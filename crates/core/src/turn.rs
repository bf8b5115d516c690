//! A single model call: sending the request, streaming the response, and
//! collecting requested tool calls.

use std::collections::BTreeMap;
use std::mem;

use colloquy_model::{
    ErrorKind, FinishReason, Message, ModelRequest, Part, ResponseChunk, Role,
    ToolCallRequest, Usage,
};
use serde_json::{Map, Value};
use tokio_util::sync::CancellationToken;

use crate::config::RetryOptions;
use crate::event::{AgentEvent, ToolCallResponse};
use crate::model_client::{ModelClient, ModelStream};
use crate::retry::with_retry;
use crate::{Error, tool};

/// What a turn needs from its session.
pub(crate) struct TurnContext<'a> {
    pub client: &'a ModelClient,
    pub retry: &'a RetryOptions,
    pub cancel: &'a CancellationToken,
}

/// The completely received response of a turn.
#[derive(Debug)]
pub(crate) struct TurnResponse {
    /// Text first, then tool calls in the order they completed.
    pub message: Message,
    pub tool_calls: Vec<ToolCallRequest>,
    pub finish_reason: FinishReason,
    pub usage: Option<Usage>,
}

/// Runs one turn with `request`.
///
/// `model` is the active model and may be changed by the fallback hook.
/// Text is forwarded as it arrives, tool calls once their arguments are
/// complete.
pub(crate) async fn run_turn<H>(
    cx: &TurnContext<'_>,
    model: &mut String,
    request: ModelRequest,
    on_persistent_rate_limit: H,
    on_event: &mut (dyn FnMut(AgentEvent) + Send),
) -> Result<TurnResponse, Error>
where
    H: FnMut(&mut String, &Error) -> bool,
{
    trace!("turn state: sending");
    let open = with_retry(
        cx.retry,
        model,
        |model| {
            let mut req = request.clone();
            req.model.clone_from(model);
            cx.client.start_stream(&req)
        },
        on_persistent_rate_limit,
    );
    let (first, stream) = tokio::select! {
        biased;
        _ = cx.cancel.cancelled() => return Err(Error::Cancelled),
        result = open => result?,
    };

    trace!("turn state: streaming");
    let mut collector = ResponseCollector::default();
    let streamed = stream_response(cx, first, stream, &mut collector, on_event)
        .await
        .and_then(|()| collector.finish());
    let response = match streamed {
        Ok(response) => response,
        Err(err) => {
            abandon_calls(&collector.calls, &err, on_event);
            return Err(err);
        }
    };
    trace!(
        finish_reason = ?response.finish_reason,
        tool_calls = response.tool_calls.len(),
        "turn state: {}",
        if response.tool_calls.is_empty() {
            "done"
        } else {
            "awaiting tool results"
        }
    );
    Ok(response)
}

async fn stream_response(
    cx: &TurnContext<'_>,
    first: ResponseChunk,
    mut stream: ModelStream,
    collector: &mut ResponseCollector,
    on_event: &mut (dyn FnMut(AgentEvent) + Send),
) -> Result<(), Error> {
    let mut next = Some(first);
    loop {
        let chunk = match next.take() {
            Some(chunk) => chunk,
            None => {
                let chunk = tokio::select! {
                    biased;
                    _ = cx.cancel.cancelled() => return Err(Error::Cancelled),
                    result = stream.next_chunk() => result?,
                };
                match chunk {
                    Some(chunk) => chunk,
                    None => return Ok(()),
                }
            }
        };
        if let Some(event) = collector.push(chunk)? {
            on_event(event);
        }
    }
}

/// Answers the calls already announced to the caller of a turn that
/// failed, so every request gets a response.
fn abandon_calls(
    calls: &[ToolCallRequest],
    err: &Error,
    on_event: &mut (dyn FnMut(AgentEvent) + Send),
) {
    let reason = match err {
        Error::Cancelled => tool::Error::cancelled(),
        err => tool::Error::cancelled().with_reason(format!("response failed: {err}")),
    };
    for call in calls {
        on_event(AgentEvent::ToolCallResponse(ToolCallResponse::failed(call, &reason)));
    }
}

struct PendingCall {
    id: Option<String>,
    name: String,
    args: String,
}

/// Assembles normalized chunks into a message.
#[derive(Default)]
struct ResponseCollector {
    text: String,
    pending: BTreeMap<usize, PendingCall>,
    calls: Vec<ToolCallRequest>,
    finish: Option<(FinishReason, Option<Usage>)>,
}

impl ResponseCollector {
    /// Consumes a chunk, returning the event to report, if any.
    fn push(&mut self, chunk: ResponseChunk) -> Result<Option<AgentEvent>, Error> {
        if self.finish.is_some() {
            return Err(malformed("chunk after the end of the response"));
        }
        match chunk {
            ResponseChunk::TextDelta(text) => {
                if text.is_empty() {
                    return Ok(None);
                }
                self.text.push_str(&text);
                Ok(Some(AgentEvent::Content(text)))
            }
            ResponseChunk::ToolCallStart { index, id, name } => {
                let call = PendingCall {
                    id,
                    name,
                    args: String::new(),
                };
                if self.pending.insert(index, call).is_some() {
                    return Err(malformed(format!("tool call {index} started twice")));
                }
                Ok(None)
            }
            ResponseChunk::ToolCallArgsDelta { index, delta } => {
                let Some(call) = self.pending.get_mut(&index) else {
                    return Err(malformed(format!("arguments for unknown tool call {index}")));
                };
                call.args.push_str(&delta);
                Ok(None)
            }
            ResponseChunk::ToolCallComplete { index } => {
                let Some(call) = self.pending.remove(&index) else {
                    return Err(malformed(format!("completion of unknown tool call {index}")));
                };
                let call = ToolCallRequest {
                    id: call
                        .id
                        .filter(|id| !id.is_empty())
                        .unwrap_or_else(ToolCallRequest::generate_id),
                    args: parse_args(&call.name, &call.args)?,
                    name: call.name,
                };
                self.calls.push(call.clone());
                Ok(Some(AgentEvent::ToolCallRequest(call)))
            }
            ResponseChunk::Done {
                finish_reason,
                usage,
            } => {
                self.finish = Some((finish_reason, usage));
                Ok(None)
            }
        }
    }

    fn finish(&mut self) -> Result<TurnResponse, Error> {
        let Some((finish_reason, usage)) = self.finish else {
            return Err(Error::model(
                ErrorKind::Transport,
                "stream ended before the response completed",
            ));
        };
        if !self.pending.is_empty() {
            return Err(malformed("response ended with incomplete tool calls"));
        }

        let text = mem::take(&mut self.text);
        let calls = mem::take(&mut self.calls);
        let mut parts = Vec::with_capacity(calls.len() + 1);
        if !text.is_empty() {
            parts.push(Part::Text(text));
        }
        parts.extend(calls.iter().cloned().map(Part::ToolCall));
        Ok(TurnResponse {
            message: Message {
                role: Role::Model,
                parts,
            },
            tool_calls: calls,
            finish_reason,
            usage,
        })
    }
}

#[inline]
fn malformed<S: Into<String>>(message: S) -> Error {
    Error::model(ErrorKind::MalformedResponse, message)
}

fn parse_args(name: &str, args: &str) -> Result<Map<String, Value>, Error> {
    if args.trim().is_empty() {
        return Ok(Map::new());
    }
    match serde_json::from_str(args) {
        Ok(Value::Object(map)) => Ok(map),
        Ok(other) => Err(malformed(format!(
            "arguments of `{name}` are not an object: {other}"
        ))),
        Err(err) => Err(malformed(format!("invalid arguments of `{name}`: {err}"))),
    }
}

▬▬▬

▶ _PROBLEM TO WORK ON_: The expected answer is an exact copy of the lines above, beginning at the line with "#[derive(Debug)]" and ending at the line with "Runs one turn", with both ends in.

▶ _PROBLEM SOLUTION_:
#[derive(Debug)]
pub(crate) struct TurnResponse {
    /// Text first, then tool calls in the order they completed.
    pub message: Message,
    pub tool_calls: Vec<ToolCallRequest>,
    pub finish_reason: FinishReason,
    pub usage: Option<Usage>,
}

/// Runs one turn with `request`.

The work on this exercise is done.